修回日期: 2006-11-01
接受日期: 2006-11-28
在线出版日期: 2007-01-28
目的: 观察5-氮杂-2'-脱氧胞苷(5-aza-2'-deoxycitydine, 5-Aza-CdR)对体外培养的胃癌SGC7901细胞和BGC823细胞增生、细胞周期和凋亡的影响及其对此两株细胞中Apaf-1基因的甲基化状态的影响.
方法: 不同浓度5-Aza-CdR处理体外培养的SGC7901细胞和BGC823细胞后, 用MTT法检测处理24, 48和72 h的细胞增殖活性; PI染色和流式细胞仪检测药物处理后72 h细胞周期分布和细胞凋亡率; MSP法检测用药前后细胞中Apaf-1基因的甲基化状态; RT-PCR法及 Western blot法检测用药前后细胞中Apaf-1的mRNA及蛋白表达的变化.

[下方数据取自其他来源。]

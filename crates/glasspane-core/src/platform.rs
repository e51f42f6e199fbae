//! The windowing and GPU operations an overlay session needs.
//!
//! Each platform crate (e.g. `glasspane-windows`) implements [`Platform`].
//! Resources are returned as owned values whose `Drop` releases the
//! native object, so a session unwinds simply by dropping what it holds.

use crate::error::PlatformResult;
use crate::geometry::{Margins, Point, Rect, Size};

/// Color every frame's render target is cleared to: fully transparent black.
pub const CLEAR_COLOR: [f32; 4] = [0.0, 0.0, 0.0, 0.0];

/// Layer alpha applied to the overlay window. Fully opaque at the layer
/// level; see-through comes from [`CLEAR_COLOR`] over the extended frame.
pub const LAYER_ALPHA: u8 = 255;

/// Hardware feature levels requested, highest first.
pub const FEATURE_LEVELS: [FeatureLevel; 2] = [FeatureLevel::Level11_0, FeatureLevel::Level10_0];

/// GPU feature level.
#[derive(Debug, Clone, Copy, PartialEq, Eq)]
pub enum FeatureLevel {
    Level10_0,
    Level11_0,
}

/// Swapchain pixel format.
#[derive(Debug, Clone, Copy, PartialEq, Eq)]
pub enum PixelFormat {
    /// 8 bits per channel RGBA, unsigned normalized.
    Rgba8Unorm,
}

/// How the swapchain treats presented buffers.
#[derive(Debug, Clone, Copy, PartialEq, Eq)]
pub enum SwapEffect {
    Discard,
}

/// A refresh rate expressed as a fraction.
#[derive(Debug, Clone, Copy, PartialEq, Eq)]
pub struct Rational {
    pub numerator: u32,
    pub denominator: u32,
}

/// Everything needed to create the overlay swapchain.
#[derive(Debug, Clone, PartialEq)]
pub struct SwapChainDesc {
    pub width: u32,
    pub height: u32,
    pub format: PixelFormat,
    pub refresh_rate: Rational,
    pub buffer_count: u32,
    pub sample_count: u32,
    pub windowed: bool,
    pub swap_effect: SwapEffect,
    pub allow_mode_switch: bool,
}

impl SwapChainDesc {
    /// A double-buffered, windowed, discard-effect swapchain covering `size`.
    pub fn overlay(size: Size, refresh_rate: u32) -> Self {
        let (width, height) = size.to_u32();
        Self {
            width,
            height,
            format: PixelFormat::Rgba8Unorm,
            refresh_rate: Rational {
                numerator: refresh_rate,
                denominator: 1,
            },
            buffer_count: 2,
            sample_count: 1,
            windowed: true,
            swap_effect: SwapEffect::Discard,
            allow_mode_switch: true,
        }
    }
}

/// How the overlay window is first shown.
#[derive(Debug, Clone, Copy, PartialEq, Eq, Default)]
pub enum ShowCommand {
    /// Activate and display the window.
    #[default]
    Show,
    /// Display the window without activating it.
    ShowNoActivate,
    /// Activate and display the window in its normal position.
    Normal,
}

/// Result of draining the message queue.
#[derive(Debug, Clone, Copy, PartialEq, Eq)]
pub enum Pump {
    /// The queue was drained without a quit request.
    Continue,
    /// A quit message was observed during the drain.
    Quit,
}

/// The three GPU objects created together with the swapchain.
pub struct DeviceParts<D, C, S> {
    pub device: D,
    pub context: C,
    pub swap_chain: S,
    pub feature_level: FeatureLevel,
}

/// Native windowing and GPU operations.
///
/// All methods run on the thread that owns the window. Associated
/// resource types release their native object when dropped.
pub trait Platform {
    /// A registered window class; unregisters on drop.
    type Class;
    /// The overlay window; destroys itself on drop.
    type Window;
    type Device;
    type Context;
    type SwapChain;
    type BackBuffer;
    type RenderTarget;

    /// Registers a window class whose procedure forwards messages to the
    /// GUI hook first and posts a quit message on destroy.
    fn register_class(&mut self, name: &str) -> PlatformResult<Self::Class>;

    /// Returns the desktop size used to cover the whole screen.
    fn desktop_size(&mut self) -> PlatformResult<Size>;

    /// Creates a borderless, topmost, input-transparent, layered popup at
    /// the origin covering `size`.
    fn create_window(
        &mut self,
        class: &Self::Class,
        title: &str,
        size: Size,
    ) -> PlatformResult<Self::Window>;

    /// Sets the constant layer alpha of a layered window.
    fn set_layer_alpha(&mut self, window: &Self::Window, alpha: u8) -> PlatformResult<()>;

    /// Client rectangle in client coordinates.
    fn client_rect(&mut self, window: &Self::Window) -> PlatformResult<Rect>;

    /// Window rectangle in screen coordinates.
    fn window_rect(&mut self, window: &Self::Window) -> PlatformResult<Rect>;

    /// Converts a client-area point to screen coordinates.
    fn client_to_screen(&mut self, window: &Self::Window, point: Point) -> PlatformResult<Point>;

    /// Extends the compositor frame into the client area.
    fn extend_frame(&mut self, window: &Self::Window, margins: Margins) -> PlatformResult<()>;

    /// Creates the device, immediate context and swapchain bound to the
    /// window, trying `levels` in order.
    fn create_device(
        &mut self,
        window: &Self::Window,
        desc: &SwapChainDesc,
        levels: &[FeatureLevel],
    ) -> PlatformResult<DeviceParts<Self::Device, Self::Context, Self::SwapChain>>;

    /// Fetches back buffer 0 of the swapchain.
    fn back_buffer(&mut self, swap_chain: &Self::SwapChain) -> PlatformResult<Self::BackBuffer>;

    /// Creates a render target view over a back buffer.
    fn create_render_target(
        &mut self,
        device: &Self::Device,
        back_buffer: &Self::BackBuffer,
    ) -> PlatformResult<Self::RenderTarget>;

    /// Shows the window and forces an immediate repaint.
    fn show_window(&mut self, window: &Self::Window, show: ShowCommand);

    /// Drains every pending message without blocking, translating and
    /// dispatching each one.
    fn pump_messages(&mut self) -> Pump;

    /// Binds `target` as the only color target (no depth/stencil) and
    /// clears it to `color`.
    fn bind_and_clear(
        &mut self,
        context: &Self::Context,
        target: &Self::RenderTarget,
        color: [f32; 4],
    );

    /// Presents the swapchain with the given sync interval.
    fn present(&mut self, swap_chain: &Self::SwapChain, sync_interval: u32) -> PlatformResult<()>;

    /// Shows a blocking, modal error notification.
    fn notify_error(&mut self, caption: &str, message: &str);
}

结果: 1×10-7, 5×10-7, 1×10-6和5×10-6 mol/L 5-Aza-CdR处理SGC7901和BGC823细胞24, 48, 72 h后, 细胞增生受到抑制, 有时间和剂量的依赖性. 流式细胞仪分析表明, 各药物浓度处理72 h后凋亡率增加明显: SGC7901细胞5×10-7, 1×10-6和5×10-6 mol/L组分别为2.53%±1.19%, 5.93%±0.86%, 10.14%±1.51%, 与对照组(0.12%±0.03%)相比差异显著(P<0.05); BGC823细胞5×10-7, 1×10-6和5×10-6 mol/L组分别为1.57%±0.26%, 4.64%±1.05%, 8.21%±1.46%, 与对照组(0.57%±0.03%)相比差异显著(P<0.05). 在5-Aza-CdR处理前未检测到SGC7901细胞系及BGC823细胞系的Apaf-1基因的mRNA及蛋白表达, 经过5-Aza-CdR处理后, Apaf-1基因在SGC7901细胞系及BGC823细胞系中甲基化状态得到了逆转, Apaf-1基因的mRNA及蛋白重新表达.
结论: 5-Aza-CdR对SGC7901细胞和BGC823细胞具有增生抑制作用; Apaf-1基因的表达情况与其甲基化状态的改变有关.